The following table gives the distribution of students of two sections according to the marks obtained by them:

Section A		Section B
Marks	Frequency	Marks	Frequency
0-10	3	0-10	5
10-20	9	10-20	19
20-30	17	20-30	15
30-40	12	30-40	10
40-50	9	40-50	1

Represent the marks of the students of both the sections on the same graph by two frequency polygons. From the two polygons, compare the performance of the two sections.

📘 Concept & Theory Concept Used ›

A Frequency Polygon is a graphical representation of a frequency distribution obtained by plotting frequencies against the corresponding class marks (midpoints of class intervals) and joining the points by straight line segments.

Frequency polygons are especially useful when comparing two or more frequency distributions on the same graph.

In this question, the performance of students from Sections A and B is compared. Therefore, drawing two frequency polygons on the same coordinate system provides a clear visual comparison.

📝 Theory Behind the Question ›

To draw a frequency polygon, we first calculate the class mark of each class interval.

Class Mark =

\[ \frac{\text{Lower Limit + Upper Limit}}{2} \]

For example, for the class interval \[ 0-10 \]

Class Mark \[ = \frac{0+10}{2} = \frac{10}{2} = 5 \]

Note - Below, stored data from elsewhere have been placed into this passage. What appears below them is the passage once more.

//! Shell quoting.
//!
//! Everything inside single quotes is literal to a POSIX shell and to bash,
//! with no escape sequences. The only character that can end the literal is
//! `'` itself, so each one is emitted as `'"'"'` (close, double-quoted quote,
//! reopen). NUL is the one byte no shell word can hold; callers reject it
//! before quoting.

use std::borrow::Cow;

/// Quote `s` as exactly one shell word, always single-quoted.
pub fn quote(s: &str) -> String {
    let mut out = String::with_capacity(s.len() + 2);
    out.push('\'');
    for c in s.chars() {
        if c == '\'' {
            out.push_str("'\"'\"'");
        } else {
            out.push(c);
        }
    }
    out.push('\'');
    out
}

/// Quote `s` only if it contains anything besides plain word characters.
///
/// Used for configured program names, which are usually bare words such as
/// `opencode` and read better unquoted in the command line.
pub fn quote_word(s: &str) -> Cow<'_, str> {
    if !s.is_empty() && s.chars().all(is_plain_word_char) {
        Cow::Borrowed(s)
    } else {
        Cow::Owned(quote(s))
    }
}

fn is_plain_word_char(c: char) -> bool {
    c.is_ascii_alphanumeric() || matches!(c, '_' | '@' | '%' | '+' | '=' | ':' | ',' | '.' | '/' | '-')
}
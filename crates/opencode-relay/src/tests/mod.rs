//! Integration tests for the relay.
//!
//! - `harness.rs`   - Mock chat transport and a throwaway desktop (fake
//!                    terminal, work dir, X socket dir, audit file)
//! - `scenarios.rs` - One event in, one outcome out: authorization, input
//!                    validation, launches and their replies
//! - `polling.rs`   - The relay loop: ordering, backoff, fatal errors

mod polling;
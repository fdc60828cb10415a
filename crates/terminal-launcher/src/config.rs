//! Launcher configuration.

use std::ffi::OsString;
use std::fmt;
use std::path::PathBuf;
use std::str::FromStr;

pub const DEFAULT_TERMINAL_PROGRAM: &str = "konsole";
pub const DEFAULT_ASSISTANT_PROGRAM: &str = "opencode";
pub const DEFAULT_SHELL_PROGRAM: &str = "bash";
pub const DEFAULT_DISPLAY: &str = ":0";
pub const DEFAULT_DONE_MARKER: &str = "--- Done ---";
pub const DEFAULT_X11_SOCKET_DIR: &str = "/tmp/.X11-unix";

/// How the assistant is started inside the terminal window.
#[derive(Debug, Clone, Copy, PartialEq, Eq, Default)]
pub enum LaunchMode {
    /// `terminal -e shell -c "assistant '<prompt>'; echo <marker>; exec shell"`.
    /// The window stays open on an interactive shell after the assistant exits.
    #[default]
    ShellChain,
    /// `terminal --hold -e assistant <prompt>`. No shell parses the prompt;
    /// the terminal itself keeps the window open.
    Direct,
}

impl fmt::Display for LaunchMode {
    fn fmt(&self, f: &mut fmt::Formatter<'_>) -> fmt::Result {
        match self {
            Self::ShellChain => f.write_str("shell-chain"),
            Self::Direct => f.write_str("direct"),
        }
    }
}

impl FromStr for LaunchMode {
    type Err = String;

    fn from_str(s: &str) -> Result<Self, Self::Err> {
        match s.trim().to_ascii_lowercase().as_str() {
            "shell-chain" | "shell_chain" | "shell" => Ok(Self::ShellChain),
            "direct" => Ok(Self::Direct),
            other => Err(format!(
                "unknown launch mode `{other}` (expected `shell-chain` or `direct`)"
            )),
        }
    }
}

/// Everything the launcher needs, fixed at startup.
#[derive(Debug, Clone, PartialEq, Eq)]
pub struct LauncherConfig {
    /// Terminal emulator, bare name (looked up on the search path) or path.
    pub terminal_program: String,
    /// Assistant started inside the terminal. Never derived from input.
    pub assistant_program: String,
    /// Shell used for the chained command in [`LaunchMode::ShellChain`].
    pub shell_program: String,
    pub working_dir: PathBuf,
    /// X display the window is placed on, passed as `DISPLAY`.
    pub display: String,
    /// Printed after the assistant exits in [`LaunchMode::ShellChain`].
    pub done_marker: String,
    pub mode: LaunchMode,
    /// Directory holding the local X server sockets (`X0`, `X1`, ...).
    pub x11_socket_dir: PathBuf,
    /// Directories searched for a bare terminal name. `None` reads `PATH`.
    pub search_path: Option<OsString>,
    /// Variables of this process the terminal must not inherit.
    pub withheld_env: Vec<String>,
}

impl LauncherConfig {
    pub fn new(working_dir: PathBuf, display: impl Into<String>) -> Self {
        Self {
            terminal_program: DEFAULT_TERMINAL_PROGRAM.to_string(),
            assistant_program: DEFAULT_ASSISTANT_PROGRAM.to_string(),
            shell_program: DEFAULT_SHELL_PROGRAM.to_string(),
            working_dir,
            display: display.into(),
            done_marker: DEFAULT_DONE_MARKER.to_string(),
            mode: LaunchMode::default(),
            x11_socket_dir: PathBuf::from(DEFAULT_X11_SOCKET_DIR),
            search_path: None,
            withheld_env: Vec::new(),
        }
    }
}
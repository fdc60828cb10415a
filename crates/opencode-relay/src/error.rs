//! Error types for the relay.

use thiserror::Error;

/// Relay error type.
#[derive(Error, Debug)]
pub enum RelayError {
    /// Missing or invalid startup configuration
    #[error("Configuration error: {0}")]
    Config(String),

    /// Telegram answered with `ok: false` or a non-JSON error page
    #[error("Telegram API error {code}: {description}")]
    Telegram { code: i64, description: String },

    /// Transport-level HTTP failure. The request URL (which embeds the bot
    /// token) is stripped before the error is stored.
    #[error("HTTP error: {0}")]
    Http(#[source] reqwest::Error),

    /// IO error (log files, audit log)
    #[error("IO error: {0}")]
    Io(#[from] std::io::Error),

    /// Malformed Bot API payload
    #[error("JSON error: {0}")]
    Json(#[from] serde_json::Error),
}

impl From<reqwest::Error> for RelayError {
    fn from(err: reqwest::Error) -> Self {
        Self::Http(err.without_url())
    }
}

impl RelayError {
    /// Errors that no amount of retrying will fix: bad configuration or a
    /// token Telegram does not recognise.
    pub fn is_fatal(&self) -> bool {
        match self {
            Self::Config(_) => true,
            Self::Telegram { code, .. } => matches!(code, 401 | 404),
            _ => false,
        }
    }
}

/// Result type for relay operations.
pub type RelayResult<T> = Result<T, RelayError>;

The class marks become the x-coordinates, while the frequencies become the y-coordinates.

To close the frequency polygon, one imaginary class interval is taken before the first class and another after the last class, both having frequency zero.

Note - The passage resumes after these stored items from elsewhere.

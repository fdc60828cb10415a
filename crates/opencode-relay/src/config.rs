//! Configuration for the relay.
//!
//! Values come from command-line flags with environment fallbacks (a `.env`
//! file is loaded first by the binary). [`RelayConfig::from_args`] turns them
//! into one immutable config; nothing below it reads the environment.

use crate::error::{RelayError, RelayResult};
use clap::Parser;
use prompt_gate::{GateConfig, SenderId, DEFAULT_MAX_PROMPT_CHARS};
use std::fmt;
use std::path::PathBuf;
use std::time::Duration;
use terminal_launcher::{
    LaunchMode, LauncherConfig, DEFAULT_ASSISTANT_PROGRAM, DEFAULT_DISPLAY,
    DEFAULT_SHELL_PROGRAM, DEFAULT_TERMINAL_PROGRAM,
};
use url::Url;

pub const DEFAULT_TELEGRAM_API_URL: &str = "https://api.telegram.org";
pub const DEFAULT_POLL_TIMEOUT_SECS: u64 = 30;

/// Relay secrets kept out of the launched terminal's environment.
const WITHHELD_ENV: &[&str] = &["BOT_TOKEN"];

/// OpenCode relay: launch OpenCode on this desktop from a Telegram Mini App.
#[derive(Parser, Debug, Clone)]
#[command(name = "opencode-relay", version)]
#[command(about = "Launch OpenCode in a desktop terminal from a Telegram Mini App")]
pub struct CliArgs {
    /// Bot token from @BotFather.
    #[arg(long, env = "BOT_TOKEN", hide_env_values = true)]
    pub bot_token: Option<String>,

    /// The only Telegram user ID allowed to use the bot.
    #[arg(long, env = "ALLOWED_USER_ID")]
    pub allowed_user_id: Option<i64>,

    /// HTTPS URL of the Mini App page.
    #[arg(long, env = "MINI_APP_URL")]
    pub mini_app_url: Option<String>,

    /// Directory the terminal opens in. Defaults to the home directory.
    #[arg(long, env = "WORKING_DIR")]
    pub working_dir: Option<PathBuf>,

    /// X display the terminal window is placed on.
    #[arg(long, env = "DISPLAY", default_value = DEFAULT_DISPLAY)]
    pub display: String,

    /// Log level (trace, debug, info, warn, error). `RUST_LOG` overrides it.
    #[arg(long, env = "LOG_LEVEL", default_value = "info")]
    pub log_level: String,

    /// JSON log file. Defaults to ~/.opencode/bot.log.
    #[arg(long, env = "LOG_FILE")]
    pub log_file: Option<PathBuf>,

    /// Audit log (JSON lines). Defaults to ~/.opencode/audit.jsonl.
    #[arg(long, env = "AUDIT_LOG")]
    pub audit_log: Option<PathBuf>,

    /// Maximum prompt length in characters.
    #[arg(long, env = "MAX_PROMPT_LENGTH", default_value_t = DEFAULT_MAX_PROMPT_CHARS)]
    pub max_prompt_length: usize,

    #[arg(long, env = "TERMINAL_PROGRAM", default_value = DEFAULT_TERMINAL_PROGRAM)]
    pub terminal_program: String,

    #[arg(long, env = "ASSISTANT_PROGRAM", default_value = DEFAULT_ASSISTANT_PROGRAM)]
    pub assistant_program: String,

    #[arg(long, env = "SHELL_PROGRAM", default_value = DEFAULT_SHELL_PROGRAM)]
    pub shell_program: String,

    /// `shell-chain` keeps a shell open after OpenCode exits; `direct` runs
    /// OpenCode without an inner shell.
    #[arg(long, env = "LAUNCH_MODE", default_value = "shell-chain")]
    pub launch_mode: LaunchMode,

    /// Long-poll timeout for getUpdates, in seconds.
    #[arg(long, env = "POLL_TIMEOUT_SECS", default_value_t = DEFAULT_POLL_TIMEOUT_SECS)]
    pub poll_timeout_secs: u64,

    #[arg(long, env = "TELEGRAM_API_URL", default_value = DEFAULT_TELEGRAM_API_URL)]
    pub telegram_api_url: String,

    /// Also write human-readable logs to stderr.
    #[arg(long)]
    pub stderr: bool,
}

/// Validated relay configuration.
#[derive(Clone)]
pub struct RelayConfig {
    pub bot_token: String,
    pub gate: GateConfig,
    pub launcher: LauncherConfig,
    pub mini_app_url: Url,
    pub telegram_api_url: Url,
    pub poll_timeout: Duration,
    pub log_level: String,
    pub log_file: PathBuf,
    pub audit_log: PathBuf,
    pub log_to_stderr: bool,
}

impl RelayConfig {
    /// Validate the raw arguments. `home` fills in the default paths.
    pub fn from_args(args: CliArgs, home: Option<PathBuf>) -> RelayResult<Self> {
        let bot_token = args
            .bot_token
            .map(|t| t.trim().to_string())
            .filter(|t| !t.is_empty())
            .ok_or_else(|| RelayError::Config("BOT_TOKEN is not set".to_string()))?;

        let allowed_user_id = match args.allowed_user_id {
            None | Some(0) => {
                return Err(RelayError::Config(
                    "ALLOWED_USER_ID is not set".to_string(),
                ))
            }
            Some(id) => SenderId(id),
        };

        let mini_app_url = args
            .mini_app_url
            .filter(|u| !u.trim().is_empty())
            .ok_or_else(|| RelayError::Config("MINI_APP_URL is not set".to_string()))?;
        let mini_app_url = Url::parse(mini_app_url.trim())
            .map_err(|e| RelayError::Config(format!("MINI_APP_URL is not a valid URL: {e}")))?;
        if mini_app_url.scheme() != "https" {
            return Err(RelayError::Config(
                "MINI_APP_URL must use https (Telegram refuses other Web App URLs)".to_string(),
            ));
        }

        let telegram_api_url = Url::parse(args.telegram_api_url.trim()).map_err(|e| {
            RelayError::Config(format!("TELEGRAM_API_URL is not a valid URL: {e}"))
        })?;

        if args.max_prompt_length == 0 {
            return Err(RelayError::Config(
                "MAX_PROMPT_LENGTH must be greater than zero".to_string(),
            ));
        }

        let home_or = |what: &str| {
            home.clone().ok_or_else(|| {
                RelayError::Config(format!(
                    "could not determine the home directory; set {what} explicitly"
                ))
            })
        };

        let working_dir = match args.working_dir {
            Some(dir) => dir,
            None => home_or("WORKING_DIR")?,
        };
        let log_file = match args.log_file {
            Some(path) => path,
            None => home_or("LOG_FILE")?.join(".opencode").join("bot.log"),
        };
        let audit_log = match args.audit_log {
            Some(path) => path,
            None => home_or("AUDIT_LOG")?.join(".opencode").join("audit.jsonl"),
        };

        let mut launcher = LauncherConfig::new(working_dir, args.display);
        launcher.terminal_program = args.terminal_program;
        launcher.assistant_program = args.assistant_program;
        launcher.shell_program = args.shell_program;
        launcher.mode = args.launch_mode;
        launcher.withheld_env = WITHHELD_ENV.iter().map(|name| name.to_string()).collect();

        let gate = GateConfig {
            allowed_sender: allowed_user_id,
            max_prompt_chars: args.max_prompt_length,
        };

        Ok(Self {
            bot_token,
            gate,
            launcher,
            mini_app_url,
            telegram_api_url,
            poll_timeout: Duration::from_secs(args.poll_timeout_secs),
            log_level: args.log_level,
            log_file,
            audit_log,
            log_to_stderr: args.stderr,
        })
    }
}

impl fmt::Debug for RelayConfig {
    fn fmt(&self, f: &mut fmt::Formatter<'_>) -> fmt::Result {
        f.debug_struct("RelayConfig")
            .field("bot_token", &"<redacted>")
            .field("gate", &self.gate)
            .field("launcher", &self.launcher)
            .field("mini_app_url", &self.mini_app_url.as_str())
            .field("telegram_api_url", &self.telegram_api_url.as_str())
            .field("poll_timeout", &self.poll_timeout)
            .field("log_level", &self.log_level)
            .field("log_file", &self.log_file)
            .field("audit_log", &self.audit_log)
            .field("log_to_stderr", &self.log_to_stderr)
            .finish()
    }
}

#[cfg(test)]
mod tests {
    use super::*;

    fn args() -> CliArgs {
        CliArgs {
            bot_token: Some("123456:secret-token".to_string()),
            allowed_user_id: Some(42),
            mini_app_url: Some("https://example.github.io/opencode-app/".to_string()),
            working_dir: None,
            display: DEFAULT_DISPLAY.to_string(),
            log_level: "info".to_string(),
            log_file: None,
            audit_log: None,
            max_prompt_length: DEFAULT_MAX_PROMPT_CHARS,
            terminal_program: DEFAULT_TERMINAL_PROGRAM.to_string(),
            assistant_program: DEFAULT_ASSISTANT_PROGRAM.to_string(),
            shell_program: DEFAULT_SHELL_PROGRAM.to_string(),
            launch_mode: LaunchMode::ShellChain,
            poll_timeout_secs: DEFAULT_POLL_TIMEOUT_SECS,
            telegram_api_url: DEFAULT_TELEGRAM_API_URL.to_string(),
            stderr: false,
        }
    }

    fn home() -> Option<PathBuf> {
        Some(PathBuf::from("/home/dev"))
    }

    fn config_error(args: CliArgs) -> String {
        match RelayConfig::from_args(args, home()) {
            Err(RelayError::Config(message)) => message,
            other => panic!("expected a configuration error, got {other:?}"),
        }
    }

    #[test]
    fn test_defaults_follow_home_directory() {
        let config = RelayConfig::from_args(args(), home()).unwrap();

        assert_eq!(config.gate.allowed_sender, SenderId(42));
        assert_eq!(config.gate.max_prompt_chars, 5000);
        assert_eq!(config.launcher.working_dir, PathBuf::from("/home/dev"));
        assert_eq!(config.launcher.display, ":0");
        assert_eq!(config.launcher.terminal_program, "konsole");
        assert_eq!(config.launcher.withheld_env, vec!["BOT_TOKEN".to_string()]);
        assert_eq!(config.log_file, PathBuf::from("/home/dev/.opencode/bot.log"));
        assert_eq!(config.audit_log, PathBuf::from("/home/dev/.opencode/audit.jsonl"));
        assert_eq!(config.poll_timeout, Duration::from_secs(30));
    }

    #[test]
    fn test_missing_home_needs_explicit_paths() {
        let mut args = args();
        args.working_dir = Some(PathBuf::from("/srv/code"));

        let err = RelayConfig::from_args(args, None).unwrap_err();
        assert!(err.to_string().contains("LOG_FILE"));
    }

    #[test]
    fn test_explicit_paths_need_no_home() {
        let mut args = args();
        args.working_dir = Some(PathBuf::from("/srv/code"));
        args.log_file = Some(PathBuf::from("/var/log/relay.log"));
        args.audit_log = Some(PathBuf::from("/var/log/relay-audit.jsonl"));
        args.launch_mode = LaunchMode::Direct;
        args.max_prompt_length = 200;

        let config = RelayConfig::from_args(args, None).unwrap();
        assert_eq!(config.launcher.working_dir, PathBuf::from("/srv/code"));
        assert_eq!(config.launcher.mode, LaunchMode::Direct);
        assert_eq!(config.gate.max_prompt_chars, 200);
    }

    #[test]
    fn test_missing_token_is_fatal() {
        let mut args = args();
        args.bot_token = Some("   ".to_string());
        assert!(config_error(args).contains("BOT_TOKEN"));
    }

    #[test]
    fn test_missing_or_zero_user_id_is_fatal() {
        let mut missing = args();
        missing.allowed_user_id = None;
        assert!(config_error(missing).contains("ALLOWED_USER_ID"));

        let mut zero = args();
        zero.allowed_user_id = Some(0);
        assert!(config_error(zero).contains("ALLOWED_USER_ID"));
    }

    #[test]
    fn test_mini_app_url_is_validated() {
        let mut missing = args();
        missing.mini_app_url = None;
        assert!(config_error(missing).contains("MINI_APP_URL"));

        let mut garbage = args();
        garbage.mini_app_url = Some("not a url".to_string());
        assert!(config_error(garbage).contains("not a valid URL"));

        let mut plain_http = args();
        plain_http.mini_app_url = Some("http://example.com/app".to_string());
        assert!(config_error(plain_http).contains("https"));
    }

    #[test]
    fn test_zero_max_length_is_fatal() {
        let mut args = args();
        args.max_prompt_length = 0;
        assert!(config_error(args).contains("MAX_PROMPT_LENGTH"));
    }

    #[test]
    fn test_debug_output_redacts_token() {
        let config = RelayConfig::from_args(args(), home()).unwrap();
        let debug = format!("{config:?}");
        assert!(!debug.contains("secret-token"));
        assert!(debug.contains("<redacted>"));
    }

    #[test]
    fn test_cli_parses_flags() {
        let args = CliArgs::try_parse_from([
            "opencode-relay",
            "--bot-token",
            "1:abc",
            "--allowed-user-id",
            "42",
            "--mini-app-url",
            "https://example.com/app",
            "--launch-mode",
            "direct",
            "--stderr",
        ])
        .unwrap();

        assert_eq!(args.allowed_user_id, Some(42));
        assert_eq!(args.launch_mode, LaunchMode::Direct);
        assert!(args.stderr);
    }
}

🗺️ Solution Roadmap Step-by-step Plan ›

Find the class marks of all class intervals.
Prepare separate coordinate points for Sections A and B.
Plot the points on the same graph.
Join the points by straight line segments.
Close both polygons using zero-frequency end points.
Compare the shapes of the two polygons.
Draw conclusions about the performance of both sections.

📊 Graph / Figure Graph / Figure ›

✏️ Solution Complete Solution ›

Step-by-step Solution · 21 steps

Calculation of Class Marks

Marks	Class Mark	Frequency (Section A)	Frequency (Section B)
0 – 10	\[\frac{0+10}{2}=5\]	3	5
10 – 20	\[\frac{10+20}{2}=15\]	9	19
20 – 30	\[\frac{20+30}{2}=25\]	17	15
30 – 40	\[\frac{30+40}{2}=35\]	12	10
40 – 50	\[\frac{40+50}{2}=45\]	9	1

Plot Frequency Polygon for Section A
Plot the points:\[(5,3),\;(15,9),\;(25,17),\;(35,12),\;(45,9)\]
To close the polygon, include:\[(-5,0)\;\text{and}\;(55,0)\]
Join all points using straight line segments.
Plot Frequency Polygon for Section B
Plot the points:\[(5,5),\;(15,19),\;(25,15),\;(35,10),\;(45,1)\]
Again include:\[(-5,0)\;\text{and}\;(55,0)\]
Join the points by straight line segments using a different colour or line style.
The resulting graph gives the required frequency polygons.
Comparison of Performance of the Two Sections
The frequency polygons show the distribution of marks in both sections.
Section B has the highest frequency \[ 19 \] in the class interval \[ 10-20 \] indicating that many students scored relatively low marks.
Section A has the highest frequency \[ 17 \] in the class interval \[ 20-30 \] which is a higher score range.
In the higher mark intervals \[ 30-40 \] and \[ 40-50, \] Section A has more students than Section B.
Section B has only \[ 1 \] student in the interval \[ 40-50. \]
Section A has \[ 9 \] students in the interval \[ 40-50. \]
Therefore, Section A performed better overall than Section B because a larger number of students obtained marks in the higher intervals.
Verification Using Mean Marks (Advanced Observation)
Estimated mean marks of Section A:\[\begin{aligned} \bar{x} &= \frac{(5\times3)+(15\times9)+(25\times17)+(35\times12)+(45\times9)} {50}\\ &= \frac{1400}{50}\\ &= 28 \end{aligned}\]
Estimated mean marks of Section B: \[ \begin{aligned} \bar{x} &= \frac{(5\times5)+(15\times19)+(25\times15)+(35\times10)+(45\times1)} {50}\\ &= \frac{1080}{50}\\ &= 21.6 \end{aligned} \]
Since\[ 28 > 21.6 \]
this further confirms that Section A performed better.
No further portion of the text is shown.